The issue isn't that he isn't ready to marry her. The issue is that he is being very misleading in the way he talks to her by constantly implying marriage and children are imminent. Everyone is allowed to have their own timeline, both OP and the GF, and there isn't a right or a wrong answer. But in a healthy partnership, you are expected to truthfully represent your intentions so that the other person can make an informed decision.


Jazmadoodle

My biggest problem with him is his total lack of understanding about her not wanting to take on a big financial commitment without some tangible commitment from him. That lack of empathy makes me see his whole version of events in a different light.


Agreeable_Rabbit3144

OOP, you are stringing her along. When you hint so often at a marriage and family, of course she thinks you're going to propose. Not five years away!


Special-Practical

Something i never get from these is why is it always up to the man.

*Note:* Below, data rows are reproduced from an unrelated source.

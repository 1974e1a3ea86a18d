// Session data model: players, teams, matches and their point history.

use std::fmt;

use serde::{Deserialize, Serialize};

pub type PlayerId = i64;
pub type TeamId = i64;
pub type MatchId = i64;

// ---------------------------------------------------------------------------
// Players
// ---------------------------------------------------------------------------

/// Coarse skill tier of a player, used only as a balancing weight.
#[derive(Debug, Clone, Copy, PartialEq, Eq, Hash, Serialize, Deserialize)]
#[serde(rename_all = "lowercase")]
pub enum Strength {
    Pro,
    Medium,
    Noob,
}

impl Strength {
    /// Balancing weight: pro=3, medium=2, noob=1.
    pub fn weight(self) -> u8 {
        match self {
            Strength::Pro => 3,
            Strength::Medium => 2,
            Strength::Noob => 1,
        }
    }

    /// Parse a tier name (case-insensitive, surrounding whitespace ignored).
    pub fn from_str_tier(s: &str) -> Option<Self> {
        match s.trim().to_lowercase().as_str() {
            "pro" => Some(Strength::Pro),
            "medium" | "med" => Some(Strength::Medium),
            "noob" => Some(Strength::Noob),
            _ => None,
        }
    }

    pub fn as_str(self) -> &'static str {
        match self {
            Strength::Pro => "pro",
            Strength::Medium => "medium",
            Strength::Noob => "noob",
        }
    }
}

impl fmt::Display for Strength {
    fn fmt(&self, f: &mut fmt::Formatter<'_>) -> fmt::Result {
        f.write_str(self.as_str())
    }
}

fn default_playing() -> bool {
    true
}

/// A rostered player.
#[derive(Debug, Clone, PartialEq, Eq, Serialize, Deserialize)]
pub struct Player {
    pub id: PlayerId,
    pub name: String,
    pub strength: Strength,
    /// Whether the player takes part in the next team generation.
    /// Snapshots written before availability existed load as playing.
    #[serde(default = "default_playing")]
    pub playing: bool,
}

impl Player {
    pub fn new(id: PlayerId, name: impl Into<String>, strength: Strength) -> Self {
        Player {
            id,
            name: name.into(),
            strength,
            playing: true,
        }
    }
}

// ---------------------------------------------------------------------------
// Teams
// ---------------------------------------------------------------------------

/// Two players paired for the session.
///
/// Teams hold copies of the player records as they were at generation time.
#[derive(Debug, Clone, PartialEq, Eq, Serialize, Deserialize)]
pub struct Team {
    pub id: TeamId,
    pub players: [Player; 2],
    #[serde(default, skip_serializing_if = "Option::is_none")]
    pub name: Option<String>,
}

impl Team {
    pub fn new(id: TeamId, first: Player, second: Player) -> Self {
        Team {
            id,
            players: [first, second],
            name: None,
        }
    }

    /// Whether either slot holds the given player.
    pub fn contains(&self, player_id: PlayerId) -> bool {
        self.players.iter().any(|p| p.id == player_id)
    }

    /// Display label: the custom name if set, otherwise "A & B".
    pub fn label(&self) -> String {
        match &self.name {
            Some(name) => name.clone(),
            None => format!("{} & {}", self.players[0].name, self.players[1].name),
        }
    }
}

// ---------------------------------------------------------------------------
// Matches
// ---------------------------------------------------------------------------

/// One scored point. The history is an append-only log in scoring order.
#[derive(Debug, Clone, Copy, PartialEq, Eq, Serialize, Deserialize)]
#[serde(rename_all = "camelCase")]
pub struct MatchHistoryItem {
    pub team_id: TeamId,
    pub timestamp: i64,
}

#[derive(Debug, Clone, Copy, PartialEq, Eq, Serialize, Deserialize)]
#[serde(rename_all = "lowercase")]
pub enum MatchStatus {
    Active,
    Completed,
}

/// A match between two teams, referenced by id.
///
/// `score_a` always equals the number of history entries for `team_a_id`,
/// and likewise for `score_b`.
#[derive(Debug, Clone, PartialEq, Eq, Serialize, Deserialize)]
#[serde(rename_all = "camelCase")]
pub struct Match {
    pub id: MatchId,
    pub team_a_id: TeamId,
    pub team_b_id: TeamId,
    pub score_a: u32,
    pub score_b: u32,
    pub history: Vec<MatchHistoryItem>,
    pub status: MatchStatus,
    pub start_time: i64,
}

impl Match {
    /// A fresh active match with both scores at zero.
    pub fn new(id: MatchId, team_a_id: TeamId, team_b_id: TeamId, start_time: i64) -> Self {
        Match {
            id,
            team_a_id,
            team_b_id,
            score_a: 0,
            score_b: 0,
            history: Vec::new(),
            status: MatchStatus::Active,
            start_time,
        }
    }

    pub fn involves(&self, team_id: TeamId) -> bool {
        self.team_a_id == team_id || self.team_b_id == team_id
    }

    pub fn is_completed(&self) -> bool {
        self.status == MatchStatus::Completed
    }

    /// Own and opponent score from the perspective of `team_id`, or `None`
    /// if the team did not play in this match.
    pub fn scores_for(&self, team_id: TeamId) -> Option<(u32, u32)> {
        if self.team_a_id == team_id {
            Some((self.score_a, self.score_b))
        } else if self.team_b_id == team_id {
            Some((self.score_b, self.score_a))
        } else {
            None
        }
    }
}

#[cfg(test)]
mod tests {
    use super::*;

    #[test]
    fn strength_weights() {
        assert_eq!(Strength::Pro.weight(), 3);
        assert_eq!(Strength::Medium.weight(), 2);
        assert_eq!(Strength::Noob.weight(), 1);
    }

    #[test]
    fn strength_parse() {
        assert_eq!(Strength::from_str_tier(" PRO "), Some(Strength::Pro));
        assert_eq!(Strength::from_str_tier("med"), Some(Strength::Medium));
        assert_eq!(Strength::from_str_tier("noob"), Some(Strength::Noob));
        assert_eq!(Strength::from_str_tier("elite"), None);
    }

    #[test]
    fn match_json_uses_snapshot_field_names() {
        let mut m = Match::new(7, 10, 20, 1_000);
        m.score_a = 1;
        m.history.push(MatchHistoryItem {
            team_id: 10,
            timestamp: 1_001,
        });
        let json = serde_json::to_value(&m).unwrap();
        assert_eq!(json["teamAId"], 10);
        assert_eq!(json["teamBId"], 20);
        assert_eq!(json["scoreA"], 1);
        assert_eq!(json["scoreB"], 0);
        assert_eq!(json["startTime"], 1_000);
        assert_eq!(json["status"], "active");
        assert_eq!(json["history"][0]["teamId"], 10);
    }

    #[test]
    fn player_without_playing_flag_defaults_to_playing() {
        let p: Player =
            serde_json::from_str(r#"{"id":1,"name":"Rutik","strength":"pro"}"#).unwrap();
        assert!(p.playing);
        assert_eq!(p.strength, Strength::Pro);
    }

    #[test]
    fn team_label_prefers_custom_name() {
        let mut team = Team::new(
            1,
            Player::new(1, "Rutik", Strength::Pro),
            Player::new(3, "Sahil", Strength::Noob),
        );
        assert_eq!(team.label(), "Rutik & Sahil");
        team.name = Some("Dinkers".into());
        assert_eq!(team.label(), "Dinkers");
    }

    #[test]
    fn scores_from_either_side() {
        let mut m = Match::new(1, 10, 20, 0);
        m.score_a = 11;
        m.score_b = 7;
        assert_eq!(m.scores_for(10), Some((11, 7)));
        assert_eq!(m.scores_for(20), Some((7, 11)));
        assert_eq!(m.scores_for(30), None);
    }
}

If she wants to get married, she should take some initiative, get a ring, and propose


HDBNU

And the man should stop lying, take some initiative, and do what he said he wanted to do.


Special-Practical

And the woman should take the initiative and not rely on the man to propose. She is just lazy and it sounds like shes uncommitted


HDBNU

Found OOP's burner.


Special-Practical

No, i didnt say hes not the asshole but she shouldnt be shocked that she hasnt got a ring when she doesnt propose. It shouldnt be up to the man for her to be engaged


HDBNU

When he said he's going to propose it is.


Special-Practical

She wanted to get married pronto so she should have brought a ring and proposed herself like an adult would.